WIP

stephentyrone · stephentyrone · commit 97bab250eb6b · 2024-05-14T10:24:31.000-04:00
diff --git a/Sources/ComplexModule/Complex+AlgebraicField.swift b/Sources/ComplexModule/Complex+AlgebraicField.swift
@@ -26,53 +26,96 @@ extension Complex: AlgebraicField {
     Complex(x, -y)
   }
   
+  @_transparent
+  public static func /=(z: inout Complex, w: Complex) {
+    z = z / w
+  }
+  
   @_transparent
   public static func /(z: Complex, w: Complex) -> Complex {
-    // Try the naive expression z/w = z*conj(w) / |w|^2; if we can compute
-    // this without over/underflow, everything is fine and the result is
-    // correct. If not, we have to rescale and do the computation carefully.
+    // Try the naive expression z/w = z * (conj(w) / |w|^2); if we can
+    // compute this without over/underflow, everything is fine and the
+    // result is correct. If not, we have to rescale and do the
+    // computation carefully (see below).
     let lenSq = w.lengthSquared
     guard lenSq.isNormal else { return rescaledDivide(z, w) }
     return z * (w.conjugate.divided(by: lenSq))
   }
   
-  @_transparent
-  public static func /=(z: inout Complex, w: Complex) {
-    z = z / w
-  }
-  
-  @usableFromInline @_alwaysEmitIntoClient @inline(never)
+  @inline(never)
+  @_specialize(exported: true, where RealType == Float)
+  @_specialize(exported: true, where RealType == Double)
+  @usableFromInline
   internal static func rescaledDivide(_ z: Complex, _ w: Complex) -> Complex {
     if w.isZero { return .infinity }
-    if z.isZero || !w.isFinite { return .zero }
-    // TODO: detect when RealType is Float and just promote to Double, then
-    // use the naive algorithm.
-    let zScale = z.magnitude
-    let wScale = w.magnitude
-    let zNorm = z.divided(by: zScale)
-    let wNorm = w.divided(by: wScale)
-    let r = (zNorm * wNorm.conjugate).divided(by: wNorm.lengthSquared)
-    // At this point, the result is (r * zScale)/wScale computed without
-    // undue overflow or underflow. We know that r is close to unity, so
-    // the question is simply what order in which to do this computation
-    // to avoid spurious overflow or underflow. There are three options
-    // to choose from:
+    if !w.isFinite { return .zero }
+    // Scaling algorithm adapted from Doug Priest's "Efficient Scaling for
+    // Complex Division":
     //
-    // - r * (zScale / wScale)
-    // - (r * zScale) / wScale
-    // - (r / wScale) * zScale
+    // 1. Choose real scale s ≅ |w|^(-¾), an exact power of the radix.
+    // 2. wʹ ← sw
+    // 3. zʹ ← sz
+    // 4. return zʹ * (wʹ.conjugate / wʹ.lengthSquared)
     //
-    // The simplest case is when zScale / wScale is normal:
-    if (zScale / wScale).isNormal {
-      return r.multiplied(by: zScale / wScale)
-    }
-    // Otherwise, we need to compute either rNorm * zScale or rNorm / wScale
-    // first. Choose the first if the first scaling behaves well, otherwise
-    // choose the other one.
-    if (r.magnitude * zScale).isNormal {
-      return r.multiplied(by: zScale).divided(by: wScale)

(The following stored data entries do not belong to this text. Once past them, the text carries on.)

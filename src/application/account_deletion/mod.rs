pub mod deletion_worker;
pub mod process_account_deletion;
pub mod request_account_deletion;

pub use deletion_worker::DeletionWorker;
pub use process_account_deletion::ProcessAccountDeletionUseCase;
pub use request_account_deletion::{
  RequestAccountDeletionCommand, RequestAccountDeletionResponse, RequestAccountDeletionUseCase,
};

+    // Why is this safe and accurate? First, observe that wʹ and zʹ are both
+    // computed exactly because:
+    //
+    // - s is an exact power of radix.
+    // - wʹ ~ |w|^(¼), and hence cannot overflow or underflow.
+    // - zʹ can overflow or underflow, but only if the final result also
+    //      overflows or underflows (this is more subtle than it might
+    //      appear at first; Priest has to be very careful about it
+    //      because you get into trouble precisely in the case where
+    //      |w| is very close to 1. However, if we were in that case, we would
+    //      have just handled the division inline and never would have ended
+    //      up here.
+    //
+    // Next observe that |wʹ.lengthSquared| ~ |w|^(½), so again this cannot
+    // overflow or underflow, and neither can
+    // (wʹ.conjugate / wʹ.lengthSquared)
+    
+    
+    // are of comparable
+    // magnitude, and in particular the exponents of their magnitudes have the
+    // same sign, so either both are a contraction or both are an expansion,
+    // so any intermediate overflow or underflow is deserved.²
+    //
+    // Note that because the scale factor is always a power of the radix,
+    // the rescaling does not affect rounding, and so this algorithm is scale-
+    // invariant compared to the mainline `/` implementation, up to the
+    // underflow boundary.
+    //
+    // ¹ This falls apart for formats where the number of significand bits is
+    // comparable to the exponent range (in particular Float16), because then
+    // the desired s is not representable. E.g. if w ~ .leastNonzeroMagnitude
+    // in Float16 (0x1p-24), we want to have s = 0x1p18, which is outside the
+    // range of representable values. This does not occur for any other types,
+    // so we just carry a special-case implementation for Float16 to fix it.
+    //
+    // Priest never had to worry about this because Float16 didn't really exist
+    // yet when he published and he was interested in double anyway.
+    //
+    // ² This WOULD NOT BE TRUE if we hadn't already handled well-scaled
+    // divisors in the mainline path for the `/` operator above; it only
+    // holds for sufficiently badly-scaled `w`. If the well-scaled cases
+    // were not already eliminated, it would be possible to have |wʹ| a
+    // little bigger than one and |wʺ| a bit smaller than one (or vice-versa), so
+    // that intermediate undeserved overflow or underflow might occur. Priest
+    // has to worry about this, but we do not.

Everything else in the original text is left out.